Task directions: Your reply must be the number of lines in the entries that hold the word "Downloads", and nothing else.
Top of Data
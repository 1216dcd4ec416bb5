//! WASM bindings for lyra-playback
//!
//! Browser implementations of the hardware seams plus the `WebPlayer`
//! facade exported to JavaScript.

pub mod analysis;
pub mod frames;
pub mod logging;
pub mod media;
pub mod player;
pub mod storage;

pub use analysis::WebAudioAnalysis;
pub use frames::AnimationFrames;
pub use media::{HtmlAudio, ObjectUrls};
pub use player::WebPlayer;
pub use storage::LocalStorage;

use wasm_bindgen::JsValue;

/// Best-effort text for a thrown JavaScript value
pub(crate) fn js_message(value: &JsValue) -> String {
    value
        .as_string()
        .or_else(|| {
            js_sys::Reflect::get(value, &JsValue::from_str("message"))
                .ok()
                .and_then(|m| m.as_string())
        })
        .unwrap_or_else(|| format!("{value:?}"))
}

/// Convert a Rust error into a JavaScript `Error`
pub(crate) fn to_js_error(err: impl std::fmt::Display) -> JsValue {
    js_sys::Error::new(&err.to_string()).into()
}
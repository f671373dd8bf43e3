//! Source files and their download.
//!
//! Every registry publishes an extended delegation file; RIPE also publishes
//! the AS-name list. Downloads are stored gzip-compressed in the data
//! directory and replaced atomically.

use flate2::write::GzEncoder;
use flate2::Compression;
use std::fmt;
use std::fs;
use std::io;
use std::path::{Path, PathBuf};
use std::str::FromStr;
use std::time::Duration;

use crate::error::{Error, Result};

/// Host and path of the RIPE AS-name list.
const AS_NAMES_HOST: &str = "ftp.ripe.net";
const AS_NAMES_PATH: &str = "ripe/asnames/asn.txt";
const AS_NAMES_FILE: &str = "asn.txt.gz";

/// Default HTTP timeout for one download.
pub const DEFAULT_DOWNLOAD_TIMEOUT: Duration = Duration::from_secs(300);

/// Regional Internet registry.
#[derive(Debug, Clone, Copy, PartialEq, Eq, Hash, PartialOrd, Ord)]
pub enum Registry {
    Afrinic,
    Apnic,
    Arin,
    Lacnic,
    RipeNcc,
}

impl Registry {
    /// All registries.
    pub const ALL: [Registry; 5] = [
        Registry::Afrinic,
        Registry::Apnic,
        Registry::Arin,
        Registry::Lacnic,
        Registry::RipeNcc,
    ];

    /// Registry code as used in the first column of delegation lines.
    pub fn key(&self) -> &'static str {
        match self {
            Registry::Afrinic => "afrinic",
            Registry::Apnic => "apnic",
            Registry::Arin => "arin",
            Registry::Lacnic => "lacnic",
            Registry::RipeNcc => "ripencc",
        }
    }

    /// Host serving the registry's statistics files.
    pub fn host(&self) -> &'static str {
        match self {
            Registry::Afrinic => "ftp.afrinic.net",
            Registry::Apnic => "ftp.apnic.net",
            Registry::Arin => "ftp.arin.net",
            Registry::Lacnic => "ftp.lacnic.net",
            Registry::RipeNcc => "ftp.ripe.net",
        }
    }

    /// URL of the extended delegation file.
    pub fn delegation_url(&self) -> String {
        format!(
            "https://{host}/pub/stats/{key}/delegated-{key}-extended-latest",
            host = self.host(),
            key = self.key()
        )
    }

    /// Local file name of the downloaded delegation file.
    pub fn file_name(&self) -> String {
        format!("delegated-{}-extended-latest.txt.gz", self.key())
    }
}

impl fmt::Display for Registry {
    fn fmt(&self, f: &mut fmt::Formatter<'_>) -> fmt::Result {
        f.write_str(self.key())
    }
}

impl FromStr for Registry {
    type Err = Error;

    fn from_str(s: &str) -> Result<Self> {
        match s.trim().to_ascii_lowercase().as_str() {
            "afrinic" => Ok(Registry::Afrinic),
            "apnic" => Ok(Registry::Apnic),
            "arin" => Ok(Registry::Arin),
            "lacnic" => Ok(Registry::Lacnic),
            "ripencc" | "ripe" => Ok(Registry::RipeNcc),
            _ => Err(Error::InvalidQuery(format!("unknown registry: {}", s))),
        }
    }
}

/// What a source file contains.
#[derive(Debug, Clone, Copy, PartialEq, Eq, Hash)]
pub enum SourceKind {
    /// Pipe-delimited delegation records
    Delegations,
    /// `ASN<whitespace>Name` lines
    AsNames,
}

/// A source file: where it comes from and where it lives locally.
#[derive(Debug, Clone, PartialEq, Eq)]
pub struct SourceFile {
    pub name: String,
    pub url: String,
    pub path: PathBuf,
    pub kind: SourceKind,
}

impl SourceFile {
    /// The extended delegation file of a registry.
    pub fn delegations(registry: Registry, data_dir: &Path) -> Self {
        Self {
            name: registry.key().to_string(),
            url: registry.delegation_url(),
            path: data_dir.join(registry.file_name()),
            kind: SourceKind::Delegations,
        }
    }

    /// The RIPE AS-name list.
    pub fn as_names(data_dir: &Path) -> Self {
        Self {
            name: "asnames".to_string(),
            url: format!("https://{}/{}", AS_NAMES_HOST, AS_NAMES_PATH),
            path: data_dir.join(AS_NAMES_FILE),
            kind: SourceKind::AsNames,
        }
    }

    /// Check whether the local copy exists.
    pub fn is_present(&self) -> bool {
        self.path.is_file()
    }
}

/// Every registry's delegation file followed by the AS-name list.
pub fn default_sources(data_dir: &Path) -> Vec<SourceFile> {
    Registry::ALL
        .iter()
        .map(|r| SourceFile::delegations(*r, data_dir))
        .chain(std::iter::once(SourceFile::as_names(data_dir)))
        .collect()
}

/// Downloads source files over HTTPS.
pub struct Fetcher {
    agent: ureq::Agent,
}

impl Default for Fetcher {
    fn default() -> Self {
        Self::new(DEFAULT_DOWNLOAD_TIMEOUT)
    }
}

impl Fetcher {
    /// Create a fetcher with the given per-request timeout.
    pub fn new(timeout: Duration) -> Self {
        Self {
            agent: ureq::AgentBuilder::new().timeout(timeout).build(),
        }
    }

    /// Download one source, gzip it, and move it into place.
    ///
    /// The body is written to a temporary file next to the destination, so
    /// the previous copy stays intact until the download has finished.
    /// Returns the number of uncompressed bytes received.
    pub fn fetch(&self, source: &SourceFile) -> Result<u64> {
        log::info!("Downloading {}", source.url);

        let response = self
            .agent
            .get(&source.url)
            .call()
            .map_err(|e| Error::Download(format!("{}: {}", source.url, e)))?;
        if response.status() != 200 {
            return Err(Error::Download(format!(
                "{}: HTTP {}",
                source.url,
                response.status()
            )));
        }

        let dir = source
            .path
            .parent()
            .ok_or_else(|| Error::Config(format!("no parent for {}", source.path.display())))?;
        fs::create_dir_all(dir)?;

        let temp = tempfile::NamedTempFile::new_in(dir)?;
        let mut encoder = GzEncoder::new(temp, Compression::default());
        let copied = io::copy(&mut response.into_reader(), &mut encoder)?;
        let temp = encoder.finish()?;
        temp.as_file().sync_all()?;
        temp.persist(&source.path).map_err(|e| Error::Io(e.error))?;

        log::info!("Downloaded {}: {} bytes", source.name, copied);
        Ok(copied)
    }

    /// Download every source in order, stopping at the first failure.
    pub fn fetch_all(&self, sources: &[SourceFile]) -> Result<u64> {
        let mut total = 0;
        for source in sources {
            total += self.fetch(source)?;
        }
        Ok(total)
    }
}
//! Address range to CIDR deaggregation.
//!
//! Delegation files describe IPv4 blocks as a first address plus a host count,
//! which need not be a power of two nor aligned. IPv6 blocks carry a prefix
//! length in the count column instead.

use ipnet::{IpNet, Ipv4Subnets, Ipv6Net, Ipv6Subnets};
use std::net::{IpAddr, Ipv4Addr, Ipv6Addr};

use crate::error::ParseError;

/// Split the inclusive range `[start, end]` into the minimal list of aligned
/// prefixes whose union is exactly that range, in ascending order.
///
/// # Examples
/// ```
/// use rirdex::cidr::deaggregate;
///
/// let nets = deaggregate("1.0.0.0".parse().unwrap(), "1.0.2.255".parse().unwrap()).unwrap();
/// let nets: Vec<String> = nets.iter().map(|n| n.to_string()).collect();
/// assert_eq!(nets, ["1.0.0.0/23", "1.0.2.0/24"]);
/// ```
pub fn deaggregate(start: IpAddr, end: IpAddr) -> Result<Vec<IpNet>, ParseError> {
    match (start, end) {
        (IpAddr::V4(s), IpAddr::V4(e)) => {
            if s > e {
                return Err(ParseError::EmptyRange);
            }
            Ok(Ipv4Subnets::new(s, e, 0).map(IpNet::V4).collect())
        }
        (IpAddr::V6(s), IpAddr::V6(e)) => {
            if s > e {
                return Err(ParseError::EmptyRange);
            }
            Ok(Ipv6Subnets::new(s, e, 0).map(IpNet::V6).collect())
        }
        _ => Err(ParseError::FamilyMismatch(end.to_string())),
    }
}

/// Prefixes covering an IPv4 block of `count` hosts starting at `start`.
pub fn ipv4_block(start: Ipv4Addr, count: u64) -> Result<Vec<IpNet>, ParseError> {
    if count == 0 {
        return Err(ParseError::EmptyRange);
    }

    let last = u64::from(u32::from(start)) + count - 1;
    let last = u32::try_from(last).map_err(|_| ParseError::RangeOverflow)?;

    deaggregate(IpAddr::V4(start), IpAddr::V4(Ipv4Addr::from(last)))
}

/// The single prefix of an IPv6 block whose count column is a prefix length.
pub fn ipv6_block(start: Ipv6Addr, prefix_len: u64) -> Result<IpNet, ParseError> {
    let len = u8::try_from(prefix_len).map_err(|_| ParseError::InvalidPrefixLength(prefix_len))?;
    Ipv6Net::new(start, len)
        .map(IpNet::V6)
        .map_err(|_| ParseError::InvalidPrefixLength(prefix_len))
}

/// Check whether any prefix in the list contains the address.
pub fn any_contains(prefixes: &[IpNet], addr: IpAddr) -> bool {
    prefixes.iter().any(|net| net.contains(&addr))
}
Bottom of Data
Top of Data
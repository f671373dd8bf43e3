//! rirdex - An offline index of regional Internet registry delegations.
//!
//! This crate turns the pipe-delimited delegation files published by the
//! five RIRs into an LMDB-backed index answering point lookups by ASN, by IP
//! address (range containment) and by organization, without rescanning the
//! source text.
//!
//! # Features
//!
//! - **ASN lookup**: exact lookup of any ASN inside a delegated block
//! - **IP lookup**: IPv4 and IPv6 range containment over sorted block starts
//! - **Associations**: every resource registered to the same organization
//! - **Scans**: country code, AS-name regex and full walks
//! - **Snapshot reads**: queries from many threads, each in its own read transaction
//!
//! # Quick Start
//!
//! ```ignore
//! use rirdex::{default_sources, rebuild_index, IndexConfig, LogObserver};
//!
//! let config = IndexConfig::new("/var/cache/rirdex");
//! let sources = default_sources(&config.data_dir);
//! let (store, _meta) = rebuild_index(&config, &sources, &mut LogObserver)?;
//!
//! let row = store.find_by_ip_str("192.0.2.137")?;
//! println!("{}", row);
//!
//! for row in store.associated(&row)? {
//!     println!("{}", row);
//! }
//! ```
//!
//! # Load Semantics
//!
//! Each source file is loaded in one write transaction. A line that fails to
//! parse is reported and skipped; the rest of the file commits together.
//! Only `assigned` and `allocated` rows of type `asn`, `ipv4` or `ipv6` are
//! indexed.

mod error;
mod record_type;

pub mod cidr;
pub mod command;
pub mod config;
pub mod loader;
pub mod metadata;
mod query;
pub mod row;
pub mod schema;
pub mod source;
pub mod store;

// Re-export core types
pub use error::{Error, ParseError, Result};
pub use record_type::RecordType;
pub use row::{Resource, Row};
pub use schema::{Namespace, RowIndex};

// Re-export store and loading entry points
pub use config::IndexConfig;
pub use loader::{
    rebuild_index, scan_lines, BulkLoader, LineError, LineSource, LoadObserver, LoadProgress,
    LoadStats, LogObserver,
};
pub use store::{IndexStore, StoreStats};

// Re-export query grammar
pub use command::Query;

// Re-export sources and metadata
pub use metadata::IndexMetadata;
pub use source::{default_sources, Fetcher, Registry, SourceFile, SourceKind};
Bottom of Data
Worked solution: 2